• _REQUIRED WORK_: Below are some records; reproduce them exactly.

------------------------------------------------

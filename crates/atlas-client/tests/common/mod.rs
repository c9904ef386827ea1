//! Shared fixtures for client integration tests: a wiremock server stands
//! in for the external ERP API.
#![allow(dead_code)]

use std::sync::Once;

use serde_json::{json, Value};
use wiremock::matchers::{method, path};
use wiremock::{Mock, MockServer, ResponseTemplate};

use atlas_client::{ApiClient, Credentials};

pub const TEST_TOKEN: &str = "tok-test-123";

static TRACING: Once = Once::new();

/// Installs a fmt subscriber once, honoring RUST_LOG for debugging.
pub fn init_tracing() {
    TRACING.call_once(|| {
        let _ = tracing_subscriber::fmt()
            .with_env_filter(tracing_subscriber::EnvFilter::from_default_env())
            .try_init();
    });
}

/// Mounts `/auth/login` and returns a signed-in client.
pub async fn authed_client(server: &MockServer) -> ApiClient {
    init_tracing();

    Mock::given(method("POST"))
        .and(path("/auth/login"))
        .respond_with(ResponseTemplate::new(200).set_body_json(json!({
            "token": TEST_TOKEN,
            "user": { "id": "u-1", "username": "amir", "role": "admin" }
        })))
        .mount(server)
        .await;

    let api = ApiClient::new(server.uri());
    api.login(&Credentials {
        username: "amir".to_string(),
        password: "secret".to_string(),
    })
    .await
    .expect("login against mock server");
    api
}

pub fn line_item_json(product_id: &str, qty: i64) -> Value {
    json!({
        "lineId": format!("line-{}", product_id),
        "productId": product_id,
        "sku": format!("SKU-{}", product_id),
        "name": format!("Product {}", product_id),
        "colorId": null,
        "quantity": qty,
        "unitPrice": "10.00",
        "discount": "0.00",
        "tax": "1.00",
        "lineTotal": "11.00"
    })
}

pub fn sales_order_json(id: &str, status: &str) -> Value {
    json!({
        "id": id,
        "number": format!("SO-{}", id),
        "customerId": "c-1",
        "orderType": "General",
        "status": status,
        "items": [line_item_json("p-1", 2)],
        "subtotal": "20.00",
        "discount": "0.00",
        "tax": "2.00",
        "total": "22.00",
        "notes": null,
        "createdAt": "2024-03-01T09:00:00Z",
        "updatedAt": "2024-03-01T09:00:00Z"
    })
}

pub fn product_json(id: &str, price: Value) -> Value {
    json!({
        "id": id,
        "sku": format!("SKU-{}", id),
        "name": format!("Product {}", id),
        "description": null,
        "type": "finished_good",
        "categoryId": null,
        "price": price,
        "cost": "4.00",
        "uom": "pcs",
        "reorderLevel": 10,
        "colorIds": [],
        "isHaveLid": false,
        "supplierId": null,
        "active": true,
        "createdAt": "2024-03-01T09:00:00Z",
        "updatedAt": "2024-03-01T09:00:00Z"
    })
}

------------------------------------------------

• _EXPECTED ANSWER_:
filename crates/atlas-client/tests/common/mod.rs
repository c9904ef386827ea1
//! Shared fixtures for client integration tests: a wiremock server stands
//! in for the external ERP API.
#![allow(dead_code)]

use std::sync::Once;

use serde_json::{json, Value};
use wiremock::matchers::{method, path};
use wiremock::{Mock, MockServer, ResponseTemplate};

use atlas_client::{ApiClient, Credentials};

pub const TEST_TOKEN: &str = "tok-test-123";

static TRACING: Once = Once::new();

/// Installs a fmt subscriber once, honoring RUST_LOG for debugging.
pub fn init_tracing() {
    TRACING.call_once(|| {
        let _ = tracing_subscriber::fmt()
            .with_env_filter(tracing_subscriber::EnvFilter::from_default_env())
            .try_init();
    });
}

/// Mounts `/auth/login` and returns a signed-in client.
pub async fn authed_client(server: &MockServer) -> ApiClient {
    init_tracing();

    Mock::given(method("POST"))
        .and(path("/auth/login"))
        .respond_with(ResponseTemplate::new(200).set_body_json(json!({
            "token": TEST_TOKEN,
            "user": { "id": "u-1", "username": "amir", "role": "admin" }
        })))
        .mount(server)
        .await;

    let api = ApiClient::new(server.uri());
    api.login(&Credentials {
        username: "amir".to_string(),
        password: "secret".to_string(),
    })
    .await
    .expect("login against mock server");
    api
}

pub fn line_item_json(product_id: &str, qty: i64) -> Value {
    json!({
        "lineId": format!("line-{}", product_id),
        "productId": product_id,
        "sku": format!("SKU-{}", product_id),
        "name": format!("Product {}", product_id),
        "colorId": null,
        "quantity": qty,
        "unitPrice": "10.00",
        "discount": "0.00",
        "tax": "1.00",
        "lineTotal": "11.00"
    })
}

pub fn sales_order_json(id: &str, status: &str) -> Value {
    json!({
        "id": id,
        "number": format!("SO-{}", id),
        "customerId": "c-1",
        "orderType": "General",
        "status": status,
        "items": [line_item_json("p-1", 2)],
        "subtotal": "20.00",
        "discount": "0.00",
        "tax": "2.00",
        "total": "22.00",
        "notes": null,
        "createdAt": "2024-03-01T09:00:00Z",
        "updatedAt": "2024-03-01T09:00:00Z"
    })
}

pub fn product_json(id: &str, price: Value) -> Value {
    json!({
        "id": id,
        "sku": format!("SKU-{}", id),
        "name": format!("Product {}", id),
        "description": null,
        "type": "finished_good",
        "categoryId": null,
        "price": price,
        "cost": "4.00",
        "uom": "pcs",
        "reorderLevel": 10,
        "colorIds": [],
        "isHaveLid": false,
        "supplierId": null,
        "active": true,
        "createdAt": "2024-03-01T09:00:00Z",
        "updatedAt": "2024-03-01T09:00:00Z"
    })
}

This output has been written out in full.